PROBLEM REQUIREMENTS. Write out every entry exactly as it appears.

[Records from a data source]
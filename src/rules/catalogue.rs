//! The fixed catalogue of rules every generated build file carries.
//!
//! Commands reference toolchain globals (`$CXX`, `$WIN_CL32`, ...), layout
//! globals (`$src`, `$dst`), project tool globals (`$importer`,
//! `$posixify`), and edge-local bindings documented next to the builder
//! operation that sets them.

use super::{DepsFormat, Rule, RuleRegistry};
use crate::graph::{Builder, EdgeSpec, GraphError, REVISION, REVSHORT};
use crate::template::Vars;

const GCC_DEPFILE: &str = "$out.d";

fn catalogue() -> Vec<Rule> {
    vec![
        Rule::new("config", "CONFIG", "$regen_env $generator -q"),
        Rule::new("revstamp", "REVSTAMP", "$in $src $out"),
        Rule::new(
            "importation",
            "IMPORTATION $in",
            concat!(
                "$importer -i $in -o $out -I $dst -I $src $options --depsout $depfile ",
                "$importation_defines -FREVISION=$dst/gen/REVISION -FREVSHORT=$dst/gen/REVSHORT",
            ),
        )
        .with_depfile(GCC_DEPFILE, DepsFormat::Gcc),
        Rule::new(
            "compile",
            "CXX $in",
            "$CXX $CFLAGS $in -o $out $LIBS -MD -MF $depfile && strip $STRIP_ARGS $out",
        )
        .with_depfile(GCC_DEPFILE, DepsFormat::Gcc),
        Rule::new(
            "compile_sim",
            "CXX_SIM $in",
            "$CXX $SIM_CFLAGS $CFLAGS $in -o $out $LIBS -MD -MF $depfile && strip $STRIP_ARGS $out",
        )
        .with_depfile(GCC_DEPFILE, DepsFormat::Gcc),
        Rule::new(
            "compile_win32",
            "WIN_CL32 $in",
            "$WIN_CL32 /showIncludes /nologo /c /Fo$out $WIN_CFLAGS $in | $posixify && touch $out",
        )
        .with_deps(DepsFormat::Msvc),
        Rule::new(
            "compile_win64",
            "WIN_CL64 $in",
            "$WIN_CL64 /showIncludes /nologo /c /Fo$out $WIN_CFLAGS $in | $posixify && touch $out",
        )
        .with_deps(DepsFormat::Msvc),
        Rule::new(
            "link_win32",
            "WIN_LINK32 $in",
            "$WIN_LINK32 /nologo /OUT:$out $WIN_LFLAGS32 $in && touch $out && chmod a+x $out",
        ),
        Rule::new(
            "link_win64",
            "WIN_LINK64 $in",
            "$WIN_LINK64 /nologo /OUT:$out $WIN_LFLAGS64 $in && touch $out && chmod a+x $out",
        ),
        Rule::new(
            "rc_win32",
            "WIN_RC32 $in",
            "$WIN_RC32 /nologo /i $src /fo $out $in && touch $out",
        ),
        Rule::new(
            "rc_win64",
            "WIN_RC64 $in",
            "$WIN_RC64 /nologo /i $src /fo $out $in && touch $out",
        ),
        Rule::new("run", "RUN $in", "$in >$out"),
        Rule::new("resize", "RESIZE $size", "convert -resize $size $in $out"),
        Rule::new("convert_image", "IMAGE_CONVERT $in", "convert $in $out"),
        Rule::new(
            "zip",
            "ZIP",
            "rm -f $out && cd $base && zip $relout $relin >/dev/null",
        ),
        Rule::new("copy", "COPY $in", "cp $in $out"),
        Rule::new("gen_run", "GEN_RUN $script", "$script $options $infiles >$out"),
        Rule::new("oneshot", "ONESHOT", "echo oneshot"),
        Rule::new(
            "test_run",
            "TEST $test",
            "$importer -i $test -o $out --depsout $depfile --no-out && $interp $program $test >$out",
        )
        .with_depfile(GCC_DEPFILE, DepsFormat::Gcc),
        Rule::new("clean", "CLEAN", "rm -rf $dst/"),
        Rule::new("all_clean", "ALL_CLEAN", "rm -rf $dst/ && rm build.ninja"),
    ]
}

/// Build the registry holding the standard rule catalogue.
///
/// # Errors
///
/// Returns [`GraphError::DuplicateRule`] if the catalogue names a rule twice.
///
/// ```
/// let rules = kumiki::rules::standard()?;
/// assert!(rules.get("importation").is_some());
/// assert!(rules.get("phony").is_none());
/// # Ok::<(), kumiki::graph::GraphError>(())
/// ```
pub fn standard() -> Result<RuleRegistry, GraphError> {
    let mut registry = RuleRegistry::default();
    for rule in catalogue() {
        registry.register(rule)?;
    }
    Ok(registry)
}

/// Globals naming the project tools the catalogue commands invoke.
///
/// `importation_defines` starts empty so units can append `-D` flags to it;
/// `options` is the fallback for importation edges that pass none.
#[must_use]
pub fn tool_globals() -> Vars {
    [
        ("importer", "$src/tools/importation.py"),
        ("posixify", "$src/tools/posixify.py"),
        ("revstamp_script", "$src/tools/revstamp.py"),
        ("importation_defines", ""),
        ("options", ""),
        ("SIM_CFLAGS", "-DSIMULATOR=1"),
    ]
    .into_iter()
    .map(|(k, v)| (k.to_owned(), v.to_owned()))
    .collect()
}

/// Append the edges every build file starts with: the revision stamps and
/// the two clean targets.
///
/// # Errors
///
/// Returns [`GraphError::UnknownRule`] if the registry lacks the catalogue.
pub fn prelude(builder: &mut Builder<'_>) -> Result<(), GraphError> {
    builder.add_edge(EdgeSpec {
        rule: "revstamp".to_owned(),
        targets: vec![REVISION.to_owned(), REVSHORT.to_owned()],
        sources: vec!["$revstamp_script".to_owned()],
        ..EdgeSpec::default()
    })?;
    for (target, rule) in [("clean", "clean"), ("allclean", "all_clean")] {
        builder.add_edge(EdgeSpec {
            rule: rule.to_owned(),
            targets: vec![target.to_owned()],
            ..EdgeSpec::default()
        })?;
    }
    Ok(())
}

#[cfg(test)]
mod tests {
    #![expect(clippy::expect_used, reason = "the catalogue is static")]

    use super::*;
    use crate::graph::{BuildGraph, Transform};
    use crate::template::references;

    #[test]
    fn catalogue_has_unique_names() {
        let registry = standard().expect("standard catalogue");
        assert_eq!(registry.len(), catalogue().len());
    }

    #[test]
    fn every_transform_has_a_rule() {
        let registry = standard().expect("standard catalogue");
        for kind in Transform::ALL {
            assert!(
                registry.get(kind.rule()).is_some(),
                "missing rule for {kind:?}"
            );
        }
    }

    #[test]
    fn depfile_rules_reference_their_depfile() {
        let registry = standard().expect("standard catalogue");
        for rule in registry.iter().filter(|r| r.depfile.is_some()) {
            assert!(
                references(&rule.command).contains(&"depfile"),
                "{} writes no depfile",
                rule.name
            );
        }
    }

    #[test]
    fn msvc_rules_use_show_includes() {
        let registry = standard().expect("standard catalogue");
        for rule in registry
            .iter()
            .filter(|r| r.deps == Some(DepsFormat::Msvc))
        {
            assert!(rule.command.contains("/showIncludes"), "{}", rule.name);
            assert_eq!(rule.depfile, None);
        }
    }

    #[test]
    fn prelude_stamps_revisions_and_cleans() {
        let mut graph = BuildGraph::new(tool_globals(), standard().expect("catalogue"));
        prelude(&mut graph.builder()).expect("prelude");
        let edges: Vec<_> = graph
            .edges
            .iter()
            .map(|e| (e.rule.as_str(), e.targets.join(" ")))
            .collect();
        assert_eq!(
            edges,
            [
                ("revstamp", format!("{REVISION} {REVSHORT}")),
                ("clean", "clean".to_owned()),
                ("all_clean", "allclean".to_owned()),
            ]
        );
    }
}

EXPECTED ANSWER.
filename src/rules/catalogue.rs
//! The fixed catalogue of rules every generated build file carries.
//!
//! Commands reference toolchain globals (`$CXX`, `$WIN_CL32`, ...), layout
//! globals (`$src`, `$dst`), project tool globals (`$importer`,
//! `$posixify`), and edge-local bindings documented next to the builder
//! operation that sets them.

use super::{DepsFormat, Rule, RuleRegistry};
use crate::graph::{Builder, EdgeSpec, GraphError, REVISION, REVSHORT};
use crate::template::Vars;

const GCC_DEPFILE: &str = "$out.d";

fn catalogue() -> Vec<Rule> {
    vec![
        Rule::new("config", "CONFIG", "$regen_env $generator -q"),
        Rule::new("revstamp", "REVSTAMP", "$in $src $out"),
        Rule::new(
            "importation",
            "IMPORTATION $in",
            concat!(
                "$importer -i $in -o $out -I $dst -I $src $options --depsout $depfile ",
                "$importation_defines -FREVISION=$dst/gen/REVISION -FREVSHORT=$dst/gen/REVSHORT",
            ),
        )
        .with_depfile(GCC_DEPFILE, DepsFormat::Gcc),
        Rule::new(
            "compile",
            "CXX $in",
            "$CXX $CFLAGS $in -o $out $LIBS -MD -MF $depfile && strip $STRIP_ARGS $out",
        )
        .with_depfile(GCC_DEPFILE, DepsFormat::Gcc),
        Rule::new(
            "compile_sim",
            "CXX_SIM $in",
            "$CXX $SIM_CFLAGS $CFLAGS $in -o $out $LIBS -MD -MF $depfile && strip $STRIP_ARGS $out",
        )
        .with_depfile(GCC_DEPFILE, DepsFormat::Gcc),
        Rule::new(
            "compile_win32",
            "WIN_CL32 $in",
            "$WIN_CL32 /showIncludes /nologo /c /Fo$out $WIN_CFLAGS $in | $posixify && touch $out",
        )
        .with_deps(DepsFormat::Msvc),
        Rule::new(
            "compile_win64",
            "WIN_CL64 $in",
            "$WIN_CL64 /showIncludes /nologo /c /Fo$out $WIN_CFLAGS $in | $posixify && touch $out",
        )
        .with_deps(DepsFormat::Msvc),
        Rule::new(
            "link_win32",
            "WIN_LINK32 $in",
            "$WIN_LINK32 /nologo /OUT:$out $WIN_LFLAGS32 $in && touch $out && chmod a+x $out",
        ),
        Rule::new(
            "link_win64",
            "WIN_LINK64 $in",
            "$WIN_LINK64 /nologo /OUT:$out $WIN_LFLAGS64 $in && touch $out && chmod a+x $out",
        ),
        Rule::new(
            "rc_win32",
            "WIN_RC32 $in",
            "$WIN_RC32 /nologo /i $src /fo $out $in && touch $out",
        ),
        Rule::new(
            "rc_win64",
            "WIN_RC64 $in",
            "$WIN_RC64 /nologo /i $src /fo $out $in && touch $out",
        ),
        Rule::new("run", "RUN $in", "$in >$out"),
        Rule::new("resize", "RESIZE $size", "convert -resize $size $in $out"),
        Rule::new("convert_image", "IMAGE_CONVERT $in", "convert $in $out"),
        Rule::new(
            "zip",
            "ZIP",
            "rm -f $out && cd $base && zip $relout $relin >/dev/null",
        ),
        Rule::new("copy", "COPY $in", "cp $in $out"),
        Rule::new("gen_run", "GEN_RUN $script", "$script $options $infiles >$out"),
        Rule::new("oneshot", "ONESHOT", "echo oneshot"),
        Rule::new(
            "test_run",
            "TEST $test",
            "$importer -i $test -o $out --depsout $depfile --no-out && $interp $program $test >$out",
        )
        .with_depfile(GCC_DEPFILE, DepsFormat::Gcc),
        Rule::new("clean", "CLEAN", "rm -rf $dst/"),
        Rule::new("all_clean", "ALL_CLEAN", "rm -rf $dst/ && rm build.ninja"),
    ]
}

/// Build the registry holding the standard rule catalogue.
///
/// # Errors
///
/// Returns [`GraphError::DuplicateRule`] if the catalogue names a rule twice.
///
/// ```
/// let rules = kumiki::rules::standard()?;
/// assert!(rules.get("importation").is_some());
/// assert!(rules.get("phony").is_none());
/// # Ok::<(), kumiki::graph::GraphError>(())
/// ```
pub fn standard() -> Result<RuleRegistry, GraphError> {
    let mut registry = RuleRegistry::default();
    for rule in catalogue() {
        registry.register(rule)?;
    }
    Ok(registry)
}

/// Globals naming the project tools the catalogue commands invoke.
///
/// `importation_defines` starts empty so units can append `-D` flags to it;
/// `options` is the fallback for importation edges that pass none.
#[must_use]
pub fn tool_globals() -> Vars {
    [
        ("importer", "$src/tools/importation.py"),
        ("posixify", "$src/tools/posixify.py"),
        ("revstamp_script", "$src/tools/revstamp.py"),
        ("importation_defines", ""),
        ("options", ""),
        ("SIM_CFLAGS", "-DSIMULATOR=1"),
    ]
    .into_iter()
    .map(|(k, v)| (k.to_owned(), v.to_owned()))
    .collect()
}

/// Append the edges every build file starts with: the revision stamps and
/// the two clean targets.
///
/// # Errors
///
/// Returns [`GraphError::UnknownRule`] if the registry lacks the catalogue.
pub fn prelude(builder: &mut Builder<'_>) -> Result<(), GraphError> {
    builder.add_edge(EdgeSpec {
        rule: "revstamp".to_owned(),
        targets: vec![REVISION.to_owned(), REVSHORT.to_owned()],
        sources: vec!["$revstamp_script".to_owned()],
        ..EdgeSpec::default()
    })?;
    for (target, rule) in [("clean", "clean"), ("allclean", "all_clean")] {
        builder.add_edge(EdgeSpec {
            rule: rule.to_owned(),
            targets: vec![target.to_owned()],
            ..EdgeSpec::default()
        })?;
    }
    Ok(())
}

#[cfg(test)]
mod tests {
    #![expect(clippy::expect_used, reason = "the catalogue is static")]

    use super::*;
    use crate::graph::{BuildGraph, Transform};
    use crate::template::references;

    #[test]
    fn catalogue_has_unique_names() {
        let registry = standard().expect("standard catalogue");
        assert_eq!(registry.len(), catalogue().len());
    }

    #[test]
    fn every_transform_has_a_rule() {
        let registry = standard().expect("standard catalogue");
        for kind in Transform::ALL {
            assert!(
                registry.get(kind.rule()).is_some(),
                "missing rule for {kind:?}"
            );
        }
    }

    #[test]
    fn depfile_rules_reference_their_depfile() {
        let registry = standard().expect("standard catalogue");
        for rule in registry.iter().filter(|r| r.depfile.is_some()) {
            assert!(
                references(&rule.command).contains(&"depfile"),
                "{} writes no depfile",
                rule.name
            );
        }
    }

    #[test]
    fn msvc_rules_use_show_includes() {
        let registry = standard().expect("standard catalogue");
        for rule in registry
            .iter()
            .filter(|r| r.deps == Some(DepsFormat::Msvc))
        {
            assert!(rule.command.contains("/showIncludes"), "{}", rule.name);
            assert_eq!(rule.depfile, None);
        }
    }

    #[test]
    fn prelude_stamps_revisions_and_cleans() {
        let mut graph = BuildGraph::new(tool_globals(), standard().expect("catalogue"));
        prelude(&mut graph.builder()).expect("prelude");
        let edges: Vec<_> = graph
            .edges
            .iter()
            .map(|e| (e.rule.as_str(), e.targets.join(" ")))
            .collect();
        assert_eq!(
            edges,
            [
                ("revstamp", format!("{REVISION} {REVSHORT}")),
                ("clean", "clean".to_owned()),
                ("all_clean", "allclean".to_owned()),
            ]
        );
    }
}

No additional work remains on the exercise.